Fast forward five years, and the EURCHF remains a key currency pair to watch. It reflects the flows between the Euro area and Switzerland, as well as the Swiss Franc’s safe-haven status.

CHF at Five Years High Despite SNB’s Interventions

The SXY or the Swiss Franc Index it trades above its five-year high today. This is a currency that has the lowest interest rate in the developed world (i.e., -0.75%), and yet it keeps rising.

On top of setting the rate into negative territory and keeping it there after the 2015 event, the SNB is actively participating in selling CHF. Its balance sheet increased by 12.8% YoY, most of that due to foreign currency investments. What does that mean? Effectively, the SNB sells CHF to buy other assets denominated in different currencies.

EURCHF Technical Analysis

The EURCHF pair currently tests a two-year-long bearish trendline. It appears to have broken higher, but that is not a valid break unless the price breaks the series of lower highs. Because of that, it gives both bulls and bears the opportunity to go into a trade with an appropriate risk-reward ratio.

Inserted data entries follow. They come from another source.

//! Vectorized properties
//!
//! A data spec holds either a literal of its value type or a tagged
//! reference: `{value: v}`, `{field: name}` or `{expr: model}`, each with an
//! optional `transform: model`. Bare strings are shorthand, resolved by the
//! spec's [`Shorthand`] mode. On the wire only the tagged form appears.

use super::property_type::PropertyType;
use super::props;
use crate::errors::ValidationError;
use crate::model::ModelRef;
use crate::value::Value;

pub const VALUE: &str = "value";
pub const FIELD: &str = "field";
pub const EXPR: &str = "expr";
pub const TRANSFORM: &str = "transform";

/// How a bare string assigned to a data spec is read
#[derive(Debug, Clone, Copy, PartialEq, Eq)]
pub enum Shorthand {
    /// A string the value type accepts is a literal, any other is a field name
    LiteralFirst,
    /// Every bare string is a field name
    FieldFirst,
}

/// Unit set of a spec; declares a companion `<name>_units` property
#[derive(Debug, Clone, Copy, PartialEq, Eq)]
pub struct Units {
    allowed: &'static [&'static str],
    default: &'static str,
}

pub const ANGLE_UNITS: Units = Units::new(&["rad", "deg", "grad", "turn"], "rad");
pub const DISTANCE_UNITS: Units = Units::new(&["data", "screen"], "data");
pub const SIZE_UNITS: Units = Units::new(&["screen", "data"], "screen");

impl Units {
    pub const fn new(allowed: &'static [&'static str], default: &'static str) -> Self {
        Self { allowed, default }
    }

    pub fn allowed(&self) -> &'static [&'static str] {
        self.allowed
    }

    pub fn default_unit(&self) -> &'static str {
        self.default
    }

    /// Type of the companion units property
    pub fn property_type(&self) -> PropertyType {
        props::enumeration(self.allowed.iter().copied()).with_default(self.default)
    }
}

#[derive(Clone)]
pub struct DataSpecKind {
    name: &'static str,
    value_type: Box<PropertyType>,
    shorthand: Shorthand,
    units: Option<Units>,
}

enum Form<'a> {
    Tagged(&'a [(Value, Value)]),
    Field(&'a str),
    Literal,
}

impl DataSpecKind {
    pub fn new(name: &'static str, value_type: PropertyType, shorthand: Shorthand) -> Self {
        Self {
            name,
            value_type: Box::new(value_type),
            shorthand,
            units: None,
        }
    }

    pub fn with_units(mut self, units: Units) -> Self {
        self.units = Some(units);
        self
    }

    pub fn name(&self) -> &'static str {
        self.name
    }

    pub fn value_type(&self) -> &PropertyType {
        &self.value_type
    }

    pub fn shorthand(&self) -> Shorthand {
        self.shorthand
    }

    pub fn units(&self) -> Option<&Units> {
        self.units.as_ref()
    }

    pub fn describe(&self) -> String {
        format!("{}({})", self.name, self.value_type.describe())
    }

    fn classify<'a>(&self, value: &'a Value) -> Form<'a> {
        match value {
            Value::Dict(pairs) if is_tagged(pairs) => Form::Tagged(pairs),
            Value::String(s) => match self.shorthand {
                Shorthand::FieldFirst => Form::Field(s),
                Shorthand::LiteralFirst if self.value_type.is_valid(value) => Form::Literal,
                Shorthand::LiteralFirst => Form::Field(s),
            },
            _ => Form::Literal,
        }
    }

    fn mismatch(&self, value: &Value, detail: impl Into<String>) -> ValidationError {
        ValidationError::new(self.describe(), value).with_detail(detail)
    }

    /// # Errors
    ///
    /// Returns a [`ValidationError`] when neither a valid literal nor a
    /// well-formed tagged reference is given.
    pub fn check(&self, value: &Value) -> Result<(), ValidationError> {
        match self.classify(value) {
            Form::Field(_) => Ok(()),
            Form::Literal => self
                .value_type
                .validate(value)
                .map_err(|e| self.mismatch(value, e.to_string())),
            Form::Tagged(pairs) => {
                for (k, v) in pairs {
                    match k.as_str() {
                        Some(VALUE) => self
                            .value_type
                            .validate(v)
                            .map_err(|e| self.mismatch(value, e.to_string()))?,
                        Some(FIELD) if v.as_str().is_none() => {
                            return Err(self.mismatch(value, "field name must be a string"));
                        }
                        Some(key @ (EXPR | TRANSFORM)) if v.as_model().is_none() => {
                            return Err(self.mismatch(value, format!("{} must be a model", key)));
                        }
                        _ => {}
                    }
                }
                Ok(())
            }
        }
    }

    /// # Errors
    ///
    /// Returns a [`ValidationError`] when the literal or the tagged `value`
    /// cannot be prepared by the value type.
    pub fn coerce(&self, value: Value) -> Result<Value, ValidationError> {
        match self.classify(&value) {
            Form::Field(_) => Ok(value),
            Form::Literal => self
                .value_type
                .prepare_value(value.clone())
                .map_err(|e| self.mismatch(&value, e.to_string())),
            Form::Tagged(pairs) => {
                let mut out = Vec::with_capacity(pairs.len());
                for (k, v) in pairs {
                    let prepared = if k.as_str() == Some(VALUE) {
                        self.value_type
                            .prepare_value(v.clone())
                            .map_err(|e| self.mismatch(&value, e.to_string()))?
                    } else {
                        v.clone()
                    };
                    out.push((k.clone(), prepared));
                }
                let coerced = Value::Dict(out);
                self.check(&coerced)?;
                Ok(coerced)
            }
        }
    }

    /// Canonical form of the literal or of the tagged `value`
    pub fn canonical(&self, value: Value) -> Value {
        match self.classify(&value) {
            Form::Field(_) => value,
            Form::Literal => self.value_type.canonical(value),
            Form::Tagged(pairs) => Value::Dict(
                pairs
                    .iter()
                    .map(|(k, v)| match k.as_str() {
                        Some(VALUE) => (k.clone(), self.value_type.canonical(v.clone())),
                        _ => (k.clone(), v.clone()),
                    })
                    .collect(),
            ),
        }
    }

    /// The tagged wire form of a stored value
    pub fn to_tagged(&self, v: &Value) -> Value {
        match self.classify(v) {
            Form::Tagged(_) => v.clone(),
            Form::Field(name) => field(name),
            Form::Literal => value(v.clone()),
        }
    }
}

fn is_tagged(pairs: &[(Value, Value)]) -> bool {
    let mut forms = 0;
    for (k, _) in pairs {
        match k.as_str() {
            Some(VALUE | FIELD | EXPR) => forms += 1,
            Some(TRANSFORM) => {}
            _ => return false,
        }
    }
    forms == 1
}

/// Tagged literal `{value: v}`
pub fn value(v: impl Into<Value>) -> Value {
    Value::Dict(vec![(Value::from(VALUE), v.into())])
}

/// Tagged column reference `{field: name}`
pub fn field(name: &str) -> Value {
    Value::Dict(vec![(Value::from(FIELD), Value::from(name))])
}

/// Tagged expression reference `{expr: model}`
pub fn expr(model: &ModelRef) -> Value {
    Value::Dict(vec![(Value::from(EXPR), Value::from(model))])
}

/// Attach a transform model to a tagged spec value
pub fn with_transform(spec: Value, transform: &ModelRef) -> Value {
    match spec {
        Value::Dict(mut pairs) => {
            pairs.retain(|(k, _)| k.as_str() != Some(TRANSFORM));
            pairs.push((Value::from(TRANSFORM), Value::from(transform)));
            Value::Dict(pairs)
        }
        other => other,
    }
}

Bulls may want to see the previous lower high broken before going long. Therefore, consider placing a pending buy-stop order at 1.0920 and place a stop-loss order at the previous higher low. As for the take profit, use a minimum 1:2 risk-reward ratio to find the appropriate level.

Bears, on the other hand, may want to sell at the market with a stop at the previous lower high. This way, by targeting a new lower low below 1.05 is enough for a risk-reward ratio bigger than 1:2.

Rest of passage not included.